For each line of the listing that includes the word "bind", show the whole line.

*** Provided data ***

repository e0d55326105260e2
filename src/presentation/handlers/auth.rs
use axum::http::{HeaderMap, StatusCode};
use axum::response::{IntoResponse, Response};
use axum::Json;
use serde::Serialize;

use crate::application::ports::{SessionUser, SessionVerifier};

#[derive(Serialize)]
pub struct ErrorResponse {
    pub error: String,
}

pub fn error_response(status: StatusCode, message: &str) -> Response {
    (
        status,
        Json(ErrorResponse {
            error: message.to_string(),
        }),
    )
        .into_response()
}

/// Resolves the caller from the bearer token. Auth runs before anything
/// else a handler does; a missing or dead session is its own failure class,
/// distinct from request validation.
pub async fn authenticate(
    sessions: &dyn SessionVerifier,
    headers: &HeaderMap,
) -> Result<SessionUser, Response> {
    let token = headers
        .get(axum::http::header::AUTHORIZATION)
        .and_then(|v| v.to_str().ok())
        .and_then(|v| v.strip_prefix("Bearer "))
        .map(str::trim)
        .filter(|t| !t.is_empty());

    let Some(token) = token else {
        return Err(error_response(
            StatusCode::UNAUTHORIZED,
            "Authentication required",
        ));
    };

    match sessions.verify(token).await {
        Ok(Some(user)) => Ok(user),
        Ok(None) => Err(error_response(
            StatusCode::UNAUTHORIZED,
            "Invalid or expired session",
        )),
        Err(e) => {
            tracing::error!(error = %e, "Session lookup failed");
            Err(error_response(
                StatusCode::INTERNAL_SERVER_ERROR,
                "Failed to verify session",
            ))
        }
    }
}
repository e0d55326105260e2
pub mod config;
pub mod handlers;
pub mod router;
pub mod state;

pub use config::{Environment, Settings};
pub use router::create_router;
pub use state::AppState;
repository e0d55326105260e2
use chrono::{DateTime, Utc};

use super::{ConversationId, Message, ProjectId, UserId};

/// A user's chat thread within a project. The title starts absent and is
/// assigned automatically at most once, after the first substantive turn.
#[derive(Debug, Clone)]
pub struct Conversation {
    pub id: ConversationId,
    pub user_id: UserId,
    pub project_id: ProjectId,
    pub title: Option<String>,
    pub messages: Vec<Message>,
    pub created_at: DateTime<Utc>,
    pub updated_at: DateTime<Utc>,
}

impl Conversation {
    pub fn new(user_id: UserId, project_id: ProjectId) -> Self {
        let now = Utc::now();
        Self {
            id: ConversationId::new(),
            user_id,
            project_id,
            title: None,
            messages: Vec::new(),
            created_at: now,
            updated_at: now,
        }
    }
}
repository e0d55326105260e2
pub mod application;
pub mod domain;
pub mod infrastructure;
pub mod presentation;
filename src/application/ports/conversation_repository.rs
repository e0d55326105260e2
use async_trait::async_trait;

use crate::domain::{Conversation, ConversationId, Message, ProjectId, UserId};

use super::RepositoryError;

/// Single source of truth for conversations. Every read and write is scoped
/// to the owning user so one tenant can never touch another's thread.
#[async_trait]
pub trait ConversationRepository: Send + Sync {
    async fn create(&self, conversation: &Conversation) -> Result<(), RepositoryError>;

    async fn fetch_for_owner(
        &self,
        id: ConversationId,
        owner: UserId,
    ) -> Result<Option<Conversation>, RepositoryError>;

    /// Appends are additive, so concurrent turns on the same conversation
    /// interleave without losing messages.
    async fn append_messages(
        &self,
        id: ConversationId,
        messages: &[Message],
    ) -> Result<(), RepositoryError>;

    /// Returns true when the title was written, false when one already
    /// existed. The condition lives in the store, not the caller.
    async fn set_title_if_absent(
        &self,
        id: ConversationId,
        title: &str,
    ) -> Result<bool, RepositoryError>;

    async fn list_for_owner_in_project(
        &self,
        owner: UserId,
        project: ProjectId,
    ) -> Result<Vec<Conversation>, RepositoryError>;
}
use std::sync::atomic::Ordering;
use std::sync::Arc;

use kuching::application::ports::RetrievalClient;
use kuching::application::services::{ContextAggregator, ContextError};
use kuching::domain::{ConversationId, ProjectId, StagedFileMetadata, TaskSummary};

use crate::helpers::{
    test_caller, MockDirectory, MockFileRecordStore, MockRetrieval,
};

fn aggregator(
    directory: Arc<MockDirectory>,
    files: Arc<MockFileRecordStore>,
    retrieval: Option<Arc<dyn RetrievalClient>>,
) -> ContextAggregator {
    ContextAggregator::new(directory, files, retrieval, "supabase".to_string())
}

fn staged(name: &str) -> StagedFileMetadata {
    StagedFileMetadata {
        name: name.to_string(),
        path: format!("uploads/{}", name),
        url: None,
        content_type: "application/pdf".to_string(),
        size: 2048,
    }
}

#[tokio::test]
async fn given_non_member_when_gathering_then_nothing_else_is_fetched() {
    let directory = Arc::new(MockDirectory::not_a_member());
    let files = Arc::new(MockFileRecordStore::new());
    let aggregator = aggregator(directory.clone(), files.clone(), None);

    let result = aggregator
        .gather(
            ProjectId::new(),
            &test_caller(),
            ConversationId::new(),
            &[staged("notes.pdf")],
            "What should I work on?",
        )
        .await;

    assert!(matches!(result, Err(ContextError::NotAMember)));
    assert_eq!(directory.task_calls.load(Ordering::SeqCst), 0);
    assert!(files.created.lock().unwrap().is_empty());
}

#[tokio::test]
async fn given_task_lookup_failure_when_gathering_then_bundle_degrades() {
    let mut directory = MockDirectory::member("Designer", vec![]);
    directory.fail_tasks = true;
    let directory = Arc::new(directory);
    let files = Arc::new(MockFileRecordStore::new());
    let aggregator = aggregator(directory, files, None);

    let bundle = aggregator
        .gather(
            ProjectId::new(),
            &test_caller(),
            ConversationId::new(),
            &[],
            "What should I work on?",
        )
        .await
        .unwrap();

    assert_eq!(bundle.role, "Designer");
    assert!(bundle.tasks.is_empty());
}

#[tokio::test]
async fn given_member_with_tasks_when_gathering_then_bundle_carries_them() {
    let directory = Arc::new(MockDirectory::member(
        "Developer",
        vec![
            TaskSummary {
                id: "TASK-1".to_string(),
                title: "Fix login redirect".to_string(),
            },
            TaskSummary {
                id: "TASK-2".to_string(),
                title: "Write release notes".to_string(),
            },
        ],
    ));
    let files = Arc::new(MockFileRecordStore::new());
    let aggregator = aggregator(directory, files, None);

    let bundle = aggregator
        .gather(
            ProjectId::new(),
            &test_caller(),
            ConversationId::new(),
            &[],
            "What should I work on?",
        )
        .await
        .unwrap();

    assert_eq!(bundle.tasks.len(), 2);
    assert_eq!(bundle.tasks[0].id, "TASK-1");
    assert!(bundle.snippets.is_empty());
}

#[tokio::test]
async fn given_file_record_failure_when_gathering_then_filename_is_excluded() {
    let directory = Arc::new(MockDirectory::member("Developer", vec![]));
    let mut files = MockFileRecordStore::new();
    files.fail_for = Some("broken.pdf".to_string());
    let files = Arc::new(files);
    let aggregator = aggregator(directory, files.clone(), None);

    let bundle = aggregator
        .gather(
            ProjectId::new(),
            &test_caller(),
            ConversationId::new(),
            &[staged("notes.pdf"), staged("broken.pdf")],
            "Summarize the attachments",
        )
        .await
        .unwrap();

    assert_eq!(bundle.staged_filenames, vec!["notes.pdf".to_string()]);
    assert_eq!(files.created.lock().unwrap().len(), 1);
}

#[tokio::test]
async fn given_retrieval_failure_when_gathering_then_snippets_are_empty() {
    let directory = Arc::new(MockDirectory::member("Developer", vec![]));
    let files = Arc::new(MockFileRecordStore::new());
    let retrieval: Arc<dyn RetrievalClient> = Arc::new(MockRetrieval { snippets: None });
    let aggregator = aggregator(directory, files, Some(retrieval));

    let bundle = aggregator
        .gather(
            ProjectId::new(),
            &test_caller(),
            ConversationId::new(),
            &[],
            "Summarize the project docs",
        )
        .await
        .unwrap();

    assert!(bundle.snippets.is_empty());
}

#[tokio::test]
async fn given_retrieval_snippets_when_gathering_then_bundle_carries_them() {
    let directory = Arc::new(MockDirectory::member("Developer", vec![]));
    let files = Arc::new(MockFileRecordStore::new());
    let retrieval: Arc<dyn RetrievalClient> = Arc::new(MockRetrieval {
        snippets: Some(vec!["The onboarding flow has four steps.".to_string()]),
    });
    let aggregator = aggregator(directory, files, Some(retrieval));

    let bundle = aggregator
        .gather(
            ProjectId::new(),
            &test_caller(),
            ConversationId::new(),
            &[],
            "Summarize the onboarding docs",
        )
        .await
        .unwrap();

    assert_eq!(bundle.snippets.len(), 1);
}
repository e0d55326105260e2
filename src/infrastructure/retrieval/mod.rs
mod http_retrieval_client;

pub use http_retrieval_client::HttpRetrievalClient;
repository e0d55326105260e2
use uuid::Uuid;

#[derive(Debug, Clone, Copy, PartialEq, Eq, Hash)]
pub struct ConversationId(Uuid);

impl ConversationId {
    pub fn new() -> Self {
        Self(Uuid::new_v4())
    }

    pub fn from_uuid(uuid: Uuid) -> Self {
        Self(uuid)
    }

    pub fn as_uuid(&self) -> Uuid {
        self.0
    }
}

impl Default for ConversationId {
    fn default() -> Self {
        Self::new()
    }
}
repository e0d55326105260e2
mod context_aggregator_test;
mod prompt_assembler_test;
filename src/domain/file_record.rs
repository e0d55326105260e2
use chrono::{DateTime, Utc};
use uuid::Uuid;

use super::{ConversationId, ProjectId, UserId};

/// Linkage written when a staged file becomes part of a conversation.
#[derive(Debug, Clone)]
pub struct NewFileRecord {
    pub project_id: ProjectId,
    pub task_id: Option<String>,
    pub uploader_id: UserId,
    pub conversation_id: ConversationId,
    pub storage_provider: String,
    pub storage_path: String,
    pub public_url: Option<String>,
    pub filename: String,
    pub content_type: String,
    pub size: i64,
}

#[derive(Debug, Clone)]
pub struct FileRecord {
    pub id: Uuid,
    pub project_id: ProjectId,
    pub task_id: Option<String>,
    pub uploader_id: UserId,
    pub conversation_id: ConversationId,
    pub storage_provider: String,
    pub storage_path: String,
    pub public_url: Option<String>,
    pub filename: String,
    pub content_type: String,
    pub size: i64,
    pub created_at: DateTime<Utc>,
}
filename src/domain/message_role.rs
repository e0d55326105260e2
use std::fmt;
use std::str::FromStr;

#[derive(Debug, Clone, Copy, PartialEq, Eq, Hash)]
pub enum MessageRole {
    System,
    User,
    Assistant,
}

impl MessageRole {
    pub fn as_str(&self) -> &'static str {
        match self {
            MessageRole::System => "system",
            MessageRole::User => "user",
            MessageRole::Assistant => "assistant",
        }
    }
}

impl FromStr for MessageRole {
    type Err = String;

    fn from_str(s: &str) -> Result<Self, Self::Err> {
        match s {
            "system" => Ok(MessageRole::System),
            "user" => Ok(MessageRole::User),
            "assistant" => Ok(MessageRole::Assistant),
            _ => Err(format!("Invalid message role: {}", s)),
        }
    }
}

impl fmt::Display for MessageRole {
    fn fmt(&self, f: &mut fmt::Formatter<'_>) -> fmt::Result {
        write!(f, "{}", self.as_str())
    }
}
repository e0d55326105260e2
/// Terminal outcome of one streamed model call.
#[derive(Debug, Clone)]
pub struct CompletionResult {
    pub text: String,
    pub usage: TokenUsage,
    pub finish_reason: FinishReason,
}

#[derive(Debug, Clone, Copy, Default, PartialEq, Eq)]
pub struct TokenUsage {
    pub prompt_tokens: u32,
    pub completion_tokens: u32,
    pub total_tokens: u32,
}

#[derive(Debug, Clone, Copy, PartialEq, Eq)]
pub enum FinishReason {
    Stop,
    Length,
    ContentFilter,
    ToolCalls,
    Other,
    Error,
    Unknown,
}

impl FinishReason {
    pub fn as_str(&self) -> &'static str {
        match self {
            FinishReason::Stop => "stop",
            FinishReason::Length => "length",
            FinishReason::ContentFilter => "content-filter",
            FinishReason::ToolCalls => "tool-calls",
            FinishReason::Other => "other",
            FinishReason::Error => "error",
            FinishReason::Unknown => "unknown",
        }
    }
}
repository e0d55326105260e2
mod task_status_test;
use async_trait::async_trait;
use sqlx::{PgPool, Row};
use tracing::instrument;

use crate::application::ports::{DirectoryError, ProjectDirectory};
use crate::domain::{MembershipLookup, ProjectId, TaskStatus, TaskSummary, UserId};

pub struct PgProjectDirectory {
    pool: PgPool,
}

impl PgProjectDirectory {
    pub fn new(pool: PgPool) -> Self {
        Self { pool }
    }
}

#[async_trait]
impl ProjectDirectory for PgProjectDirectory {
    #[instrument(skip(self), fields(project_id = %project.as_uuid(), user_id = %user.as_uuid()))]
    async fn membership(
        &self,
        project: ProjectId,
        user: UserId,
    ) -> Result<MembershipLookup, DirectoryError> {
        let row = sqlx::query(
            "SELECT role FROM project_members WHERE project_id = $1 AND user_id = $2",
        )
        .bind(project.as_uuid())
        .bind(user.as_uuid())
        .fetch_optional(&self.pool)
        .await
        .map_err(|e| DirectoryError::LookupFailed(e.to_string()))?;

        match row {
            Some(row) => {
                let role: String = row
                    .try_get("role")
                    .map_err(|e| DirectoryError::LookupFailed(e.to_string()))?;
                Ok(MembershipLookup::Member { role })
            }
            None => Ok(MembershipLookup::NotFound),
        }
    }

    #[instrument(skip(self), fields(project_id = %project.as_uuid(), user_id = %user.as_uuid()))]
    async fn active_tasks(
        &self,
        project: ProjectId,
        user: UserId,
        limit: usize,
    ) -> Result<Vec<TaskSummary>, DirectoryError> {
        let rows = sqlx::query(
            r#"
            SELECT id, title
            FROM tasks
            WHERE project_id = $1 AND assignee_id = $2 AND status NOT IN ($3, $4)
            ORDER BY id
            LIMIT $5
            "#,
        )
        .bind(project.as_uuid())
        .bind(user.as_uuid())
        .bind(TaskStatus::Done.as_str())
        .bind(TaskStatus::Canceled.as_str())
        .bind(limit as i64)
        .fetch_all(&self.pool)
        .await
        .map_err(|e| DirectoryError::LookupFailed(e.to_string()))?;

        rows.into_iter()
            .map(|row| {
                Ok(TaskSummary {
                    id: row
                        .try_get("id")
                        .map_err(|e| DirectoryError::LookupFailed(e.to_string()))?,
                    title: row
                        .try_get("title")
                        .map_err(|e| DirectoryError::LookupFailed(e.to_string()))?,
                })
            })
            .collect()
    }
}
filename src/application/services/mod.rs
mod chat_turn;
mod context_aggregator;
mod prompt_assembler;

pub use chat_turn::{
    normalize_title, should_generate_title, ChatTurnService, TurnError, TurnRequest,
    TurnTokenStream,
};
pub use context_aggregator::{ContextAggregator, ContextBundle, ContextError, MAX_ACTIVE_TASKS};
pub use prompt_assembler::{assemble, context_block, retrieval_block, NO_ACTIVE_TASKS, SYSTEM_INSTRUCTION};
use uuid::Uuid;

#[derive(Debug, Clone, Copy, PartialEq, Eq, Hash)]
pub struct UserId(Uuid);

impl UserId {
    pub fn new() -> Self {
        Self(Uuid::new_v4())
    }

    pub fn from_uuid(uuid: Uuid) -> Self {
        Self(uuid)
    }

    pub fn as_uuid(&self) -> Uuid {
        self.0
    }
}

impl Default for UserId {
    fn default() -> Self {
        Self::new()
    }
}
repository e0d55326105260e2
mod init_tracing;
mod prompt_sanitizer;
mod request_id;

pub use init_tracing::{init_tracing, TracingConfig};
pub use prompt_sanitizer::sanitize_prompt;
pub use request_id::{request_id_middleware, RequestId, REQUEST_ID_HEADER};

***

* _Finished exercise_:
        .bind(project.as_uuid())
        .bind(user.as_uuid())
        .bind(project.as_uuid())
        .bind(user.as_uuid())
        .bind(TaskStatus::Done.as_str())
        .bind(TaskStatus::Canceled.as_str())
        .bind(limit as i64)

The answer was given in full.